WHAT YOU HAVE TO DO
Filter these records by the string "derive", copying each line that holds it.

Segment Start: THE DATA

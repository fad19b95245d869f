use serde::{Deserialize, Serialize};
use uuid::Uuid;
use validator::Validate;

#[derive(Debug, Clone, Deserialize, Validate)]
pub struct SendMessagePayload {
    pub receiver_id: Uuid,
    #[validate(length(min = 1, max = 4000, message = "Message must be 1-4000 characters"))]
    pub content: String,
}

#[derive(Debug, Clone, Serialize)]
pub struct UnreadCountResponse {
    pub unread: i64,
}

#[derive(Debug, Clone, Default, Deserialize)]
#[serde(default)]
pub struct NotificationListQuery {
    pub limit: Option<i64>,
}

#[derive(Debug, Clone, Serialize)]
pub struct MarkedResponse {
    pub updated: u64,
}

Segment End: THE DATA

EXERCISE ANSWER
#[derive(Debug, Clone, Deserialize, Validate)]
#[derive(Debug, Clone, Serialize)]
#[derive(Debug, Clone, Default, Deserialize)]
#[derive(Debug, Clone, Serialize)]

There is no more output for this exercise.